I could have been of more use, but I was largely preoccupied with applying pressure on the wound on my waist. Probably shrapnel or a stray bullet. My eyes were watering from the smoke from the burnt husk of the Humvees, but I still managed to fire blindly over the cover. I could barely hear the pilot of the incoming gunship announce his ETA of 3 minutes over the gunfire.
Three minutes. We could make it. I looked at the house, where my squad was. We could make it, they might not even have to use those coins I slipped them as I dragged them to safety. Maybe I could even save my last coin…
“Contact right!” Mckinzie shouted, and dove on top of me, knocking the wind out of me. I heard gunfire open up on our right flank, as I managed to extricate my sidearm and shoot back. It took me half the magazine to finally get him.

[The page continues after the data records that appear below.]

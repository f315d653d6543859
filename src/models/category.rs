//! Category taxonomy
//!
//! Category names are kept per transaction type as ordered, duplicate-free
//! lists. Transactions refer to categories by name only, so removing a name
//! from the taxonomy never touches recorded transactions.

use std::collections::BTreeMap;

use serde::ser::SerializeMap;
use serde::{Deserialize, Deserializer, Serialize, Serializer};

use super::transaction::TransactionType;

/// Expense categories of a fresh ledger
pub const STARTER_EXPENSE_CATEGORIES: [&str; 5] =
    ["Food", "Transport", "Daily Goods", "Entertainment", "Other"];

/// Income categories of a fresh ledger (also used when migrating flat lists)
pub const STARTER_INCOME_CATEGORIES: [&str; 3] = ["Salary", "Bonus", "Other"];

/// Single category assigned to a type whose list is missing from stored data
pub const FALLBACK_CATEGORY: &str = "Other";

/// Ordered category names keyed by transaction type
#[derive(Debug, Clone, PartialEq, Eq)]
pub struct CategoryTaxonomy {
    names: BTreeMap<TransactionType, Vec<String>>,
}

impl CategoryTaxonomy {
    /// A taxonomy with no categories at all
    pub fn empty() -> Self {
        let names = TransactionType::ALL
            .iter()
            .map(|kind| (*kind, Vec::new()))
            .collect();
        Self { names }
    }

    /// The starter taxonomy of a fresh ledger
    pub fn starter() -> Self {
        Self::from_lists(
            STARTER_EXPENSE_CATEGORIES.iter().map(|s| s.to_string()).collect(),
            STARTER_INCOME_CATEGORIES.iter().map(|s| s.to_string()).collect(),
        )
    }

    /// Build from explicit lists; repeated names are dropped, first wins
    pub fn from_lists(expense: Vec<String>, income: Vec<String>) -> Self {
        let mut taxonomy = Self::empty();
        for (kind, list) in [(TransactionType::Expense, expense), (TransactionType::Income, income)] {
            for name in list {
                // Duplicates in stored data are collapsed silently
                let _ = taxonomy.add(kind, name);
            }
        }
        taxonomy
    }

    /// Category names for a type, in insertion order
    pub fn names(&self, kind: TransactionType) -> &[String] {
        self.names.get(&kind).map(Vec::as_slice).unwrap_or(&[])
    }

    /// Check whether a name exists for a type (exact match)
    pub fn contains(&self, kind: TransactionType, name: &str) -> bool {
        self.names(kind).iter().any(|n| n == name)
    }

    /// Append a name; returns false (and changes nothing) if it already exists
    pub fn add(&mut self, kind: TransactionType, name: impl Into<String>) -> bool {
        let name = name.into();
        let list = self.names.entry(kind).or_default();
        if list.iter().any(|n| *n == name) {
            return false;
        }
        list.push(name);
        true
    }

    /// Remove a name; returns false if it was not present
    pub fn remove(&mut self, kind: TransactionType, name: &str) -> bool {
        let Some(list) = self.names.get_mut(&kind) else {
            return false;
        };
        let before = list.len();
        list.retain(|n| n != name);
        list.len() != before
    }

    /// Total number of names across both types
    pub fn len(&self) -> usize {
        self.names.values().map(Vec::len).sum()
    }

    /// True when neither type has any category
    pub fn is_empty(&self) -> bool {
        self.len() == 0
    }
}

impl Default for CategoryTaxonomy {
    fn default() -> Self {
        Self::starter()
    }
}

impl Serialize for CategoryTaxonomy {
    fn serialize<S: Serializer>(&self, serializer: S) -> Result<S::Ok, S::Error> {
        let mut map = serializer.serialize_map(Some(TransactionType::ALL.len()))?;
        for kind in TransactionType::ALL {
            map.serialize_entry(kind.as_str(), self.names(kind))?;
        }
        map.end()
    }
}

/// Shapes the taxonomy has been stored in over time
#[derive(Deserialize)]
#[serde(untagged)]
enum StoredTaxonomy {
    /// Older documents: one flat list, all expense categories
    Flat(Vec<String>),
    /// Current documents: one list per type, either may be missing
    ByType {
        #[serde(default)]
        expense: Option<Vec<String>>,
        #[serde(default)]
        income: Option<Vec<String>>,
    },
}

impl From<StoredTaxonomy> for CategoryTaxonomy {
    fn from(stored: StoredTaxonomy) -> Self {
        let fallback = || vec![FALLBACK_CATEGORY.to_string()];
        match stored {
            StoredTaxonomy::Flat(expense) => Self::from_lists(
                expense,
                STARTER_INCOME_CATEGORIES.iter().map(|s| s.to_string()).collect(),
            ),
            StoredTaxonomy::ByType { expense, income } => Self::from_lists(
                expense.unwrap_or_else(fallback),
                income.unwrap_or_else(fallback),
            ),
        }
    }
}

impl<'de> Deserialize<'de> for CategoryTaxonomy {
    fn deserialize<D: Deserializer<'de>>(deserializer: D) -> Result<Self, D::Error> {
        StoredTaxonomy::deserialize(deserializer).map(Into::into)
    }
}

#[cfg(test)]
mod tests {
    use super::*;

    #[test]
    fn test_starter_taxonomy() {
        let taxonomy = CategoryTaxonomy::starter();
        assert_eq!(taxonomy.names(TransactionType::Expense).len(), 5);
        assert_eq!(taxonomy.names(TransactionType::Income), ["Salary", "Bonus", "Other"]);
    }

    #[test]
    fn test_add_rejects_duplicates_per_type() {
        let mut taxonomy = CategoryTaxonomy::empty();
        assert!(taxonomy.add(TransactionType::Expense, "Rent"));
        assert!(!taxonomy.add(TransactionType::Expense, "Rent"));
        // Same name under the other type is a different category
        assert!(taxonomy.add(TransactionType::Income, "Rent"));
        assert_eq!(taxonomy.len(), 2);
    }

    #[test]
    fn test_remove() {
        let mut taxonomy = CategoryTaxonomy::starter();
        assert!(taxonomy.remove(TransactionType::Expense, "Food"));
        assert!(!taxonomy.remove(TransactionType::Expense, "Food"));
        assert!(!taxonomy.contains(TransactionType::Expense, "Food"));
        assert!(taxonomy.contains(TransactionType::Income, "Other"));
    }

    #[test]
    fn test_serialize_shape() {
        let taxonomy = CategoryTaxonomy::from_lists(vec!["Food".into()], vec!["Salary".into()]);
        let json = serde_json::to_value(&taxonomy).unwrap();
        assert_eq!(json, serde_json::json!({"expense": ["Food"], "income": ["Salary"]}));
    }

    #[test]
    fn test_migrates_flat_list() {
        let taxonomy: CategoryTaxonomy = serde_json::from_str(r#"["Food", "Rent"]"#).unwrap();
        assert_eq!(taxonomy.names(TransactionType::Expense), ["Food", "Rent"]);
        assert_eq!(taxonomy.names(TransactionType::Income), STARTER_INCOME_CATEGORIES);
    }

    #[test]
    fn test_missing_key_gets_fallback() {
        let taxonomy: CategoryTaxonomy = serde_json::from_str(r#"{"expense": ["Food"]}"#).unwrap();
        assert_eq!(taxonomy.names(TransactionType::Expense), ["Food"]);
        assert_eq!(taxonomy.names(TransactionType::Income), [FALLBACK_CATEGORY]);

        let taxonomy: CategoryTaxonomy = serde_json::from_str("{}").unwrap();
        assert_eq!(taxonomy.names(TransactionType::Expense), [FALLBACK_CATEGORY]);
    }
}
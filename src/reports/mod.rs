//! Reports module for money-manager
//!
//! Read-only views derived from the ledger: the dashboard, monthly analytics,
//! the calendar and the reconstructed asset trend.

pub mod asset_history;
pub mod calendar;
pub mod dashboard;
pub mod period;

pub use asset_history::{build_history, reverse_month, AssetTrendReport, HistoryLabel, HistoryPoint};
pub use calendar::{daily_totals, transactions_on, CalendarMonth, DayReport, DayTotals};
pub use dashboard::DashboardReport;
pub use period::{aggregate, in_month, CategoryTotal, MonthlyAnalytics, PeriodTotals};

Mckinzie was not moving. I gently pushed him off and checked for injuries. He still had a pulse, but three rounds, meant for me, on his lower back would soon change that. I quickly gave him an adrenaline shot to stop him from going into shock. It was only hours ago that he was talking about the flower arrangements at his sister’s wedding, even though we made fun of him for it.
I laid down on my back, feeling the drowsiness from the blood loss setting in. “Three minutes!” the pilot announced again over the comms. I didn’t have that long.
I thought about my grandfather, and remembered his stories of his youth spent in the war, and how he saved many lives, and how the coins were related somehow. Given the man he was, I was sure where much of those forty coins went.
I smiled faintly, as I closed Mckinzie’s fingers over the last coin, knowing that I had picked the perfect gift for his sister’s wedding.